“I tried all of the big banks, literally all of them, and was shocked and surprised that I got turned down,” said McCarthy, who purchased four Baskin Robbins stores in his area this spring with a $300,000 loan from Mountain America Credit Union in Salt Lake City, Utah. “The big banks didn’t want to lend a little money; they wanted to lend a lot of money.”
Commercial bank loans of less than $1 million have fallen by more than 14 percent compared with 2008 levels, according to Federal Deposit Insurance Corp data.
Meanwhile, credit union business lending jumped 22 percent from 2008 through the end of 2011 to $39.1 billion, according to the National Credit Union Administration, which regulates credit unions.
Nevertheless, business loans represent only 4 percent of total credit union assets of roughly $1 trillion through March, and many credit unions would like to do more.
But some individual credit unions cannot — they are nearing their legal limit. A 1998 cap restricts credit unions from lending more than 12.25 percent of their
Credit unions have lobbied for more than a year to get Congress to raise the lid, but opposition from the banking industry has stalled proposed legislation. Credit unions are now focusing on legislation introduced this spring by U.S. Sen. Mark Udall, a Colorado Democrat, that would increase the lid to 27.5 percent of assets and has a better chance of passing. Senate Democratic leader Harry Reid has said the Senate would vote on a bill this session in what is expected to be a very close decision.
The American Bankers Association and others have lobbied against the change. The ABA says credit unions lack the institutional resources needed to do more commercial lending. Additionally, the tax-free status of credit unions gives them an unfair competitive advantage over banks.

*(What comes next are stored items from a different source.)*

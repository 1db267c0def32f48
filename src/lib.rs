/*!
rcode lets a process on a remote host ask the user's local machine to open
an IDE on a remote-relative path, without the remote host being able to
reach the local machine directly. A private control channel rides an ssh
connection's reverse port forward; a small long-lived broker on the local
machine authenticates sessions and dispatches requests.

Crate layout:
- [`protocol`] — sentinel-framed JSON envelopes shared by both sides.
- [`session`] — the authenticated session table and its liveness oracle.
- [`broker`] — the accept/sweep server loop and request dispatch.
- [`client`] — one-shot framed client, with spawn-on-demand retry.
- [`bridge`] — the ssh argv rewrite and process hand-off (`rssh`).
- [`ide`] — remote-side caller, local launcher, and discovery fallbacks.
- [`config`], [`logging`], [`errors`] — ambient plumbing.
- [`shortcuts`], [`sshconf`], [`util`] — collaborator helpers.
*/

pub mod bridge;
pub mod broker;
pub mod client;
pub mod config;
pub mod errors;
pub mod ide;
pub mod logging;
pub mod protocol;
pub mod session;
pub mod shortcuts;
pub mod sshconf;
pub mod util;

pub use broker::{broker_start_background, BrokerServer, Dispatcher};
pub use client::{connect_with_retry, BrokerClient};
pub use config::Config;
pub use errors::{
    display_for_broker_error, exit_code_for_broker_error, exit_code_for_io_error, BrokerError,
};
pub use ide::is_remote_context;
pub use protocol::{OpenIdeParams, Request, Response, SessionData, SessionParams, DELIMITER};
pub use session::{ProcessOracle, SessionRegistry, SystemProcessOracle};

Credit unions operate as democratically controlled cooperative institutions, serving only their members, on a not-for-profit basis.
“Credit unions have a mission identified by Congress to serve people, primarily consumers, especially those of modest means,” said Keith Leggett, an economist with the ABA. “Expansion of the cap would represent a fundamental shift or change in the credit union charter.”

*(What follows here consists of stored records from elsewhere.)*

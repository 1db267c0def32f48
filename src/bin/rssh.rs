use std::process::ExitCode;

use clap::Parser;

use rcode::bridge;
use rcode::config::Config;
use rcode::errors::exit_code_for_io_error;

const LONG_VERSION: &str = concat!(
    env!("CARGO_PKG_VERSION"),
    " (built ",
    env!("RCODE_BUILD_DATE"),
    ", ",
    env!("RCODE_BUILD_TARGET"),
    ", ",
    env!("RCODE_BUILD_PROFILE"),
    ", ",
    env!("RCODE_BUILD_RUSTC"),
    ")"
);

#[derive(Parser, Debug)]
#[command(
    name = "rssh",
    version,
    long_version = LONG_VERSION,
    about = "ssh, with a reverse-tunneled rcode control channel attached.",
    override_usage = "rssh [OPTIONS] [SSH-ARG]..."
)]
struct Cli {
    /// Broker host (default from ~/.rcode/config.yml, else 127.0.0.1)
    #[arg(long, value_name = "HOST")]
    host: Option<String>,

    /// Broker port (default from ~/.rcode/config.yml, else 7532)
    #[arg(long, value_name = "PORT")]
    port: Option<u16>,

    /// Arguments handed to ssh: flags, destination, optional remote command
    #[arg(trailing_var_arg = true, allow_hyphen_values = true, value_name = "SSH-ARG")]
    ssh_args: Vec<String>,
}

fn main() -> ExitCode {
    dotenvy::dotenv().ok();
    let cli = Cli::parse();

    let config = match Config::load() {
        Ok(c) => c,
        Err(e) => {
            eprintln!("rssh: {e}");
            return ExitCode::from(1);
        }
    };
    if let Err(e) = config.ensure_dirs() {
        eprintln!("rssh: {e}");
        return ExitCode::from(1);
    }
    rcode::logging::init_stderr(config.debug);

    let host = cli.host.clone().unwrap_or_else(|| config.broker_host.clone());
    let port = cli.port.unwrap_or(config.broker_port);

    // On success the process image is replaced by ssh and this never returns.
    match bridge::run_bridge(&config, &host, port, &cli.ssh_args) {
        Ok(()) => ExitCode::SUCCESS,
        Err(e) => {
            eprintln!("rssh: {e}");
            ExitCode::from(exit_code_for_io_error(&e))
        }
    }
}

Leggett concedes the recession and weak economy have hurt the balance sheet of many small businesses, making it difficult for some to borrow from banks. Current lower interest rates have added to the challenge of banks’ ability to make small business loans, he said.
“However, we’re in a relationship business that goes beyond just a loan to other products,” Leggett said, adding, “banks are making loans to every credit-worthy customer they can find.”
While several credit unions suffered significant losses from bad business loans in recent years, Debbie Matz, chairman of the National Credit Union Administration, calls the cap “arbitrary.”
“Credit unions tend to make very small business loans,” she said. “Generally banks don’t even make a loan that small,” she said, noting the average credit union business loan is about $230,000. “They’re filling a very important need to for small businesses.”
Those charged with finding new sources of capital for small businesses say anything that creates more financing options cannot be bad.
“I strongly believe that if credit unions are given a little bit more leeway, the overall small business lending environment in the country will improve,
directly and indirectly,” said Rohit Arora, CEO of Biz2Credit, an online service that has helped McCarthy and other small business owners arrange financing from a variety of sources.
Not every credit union is active in small business lending. In fact, only about one-third of federally insured credit unions have commercial lending programs,
according to NCUA data from the end of 2011. Many offer loans backed by the Small Business Administration. Business owners seeking commercial loans should inquire whether a program is offered at their local credit union.
“In certain instances I think it is easier to get loans from a credit union as opposed to a bank,” said Steven Parker, the co-owner of an upscale dog boarding business, K-9 Resorts Daycare & Luxury Hotel in Fanwood, New Jersey.
Parker and his brother secured a credit union loan of $180,000 from Financial Resources Federal Credit Union in 2010 for working capital. They are now scouting out credit unions that can help finance new operators interested in franchising their business.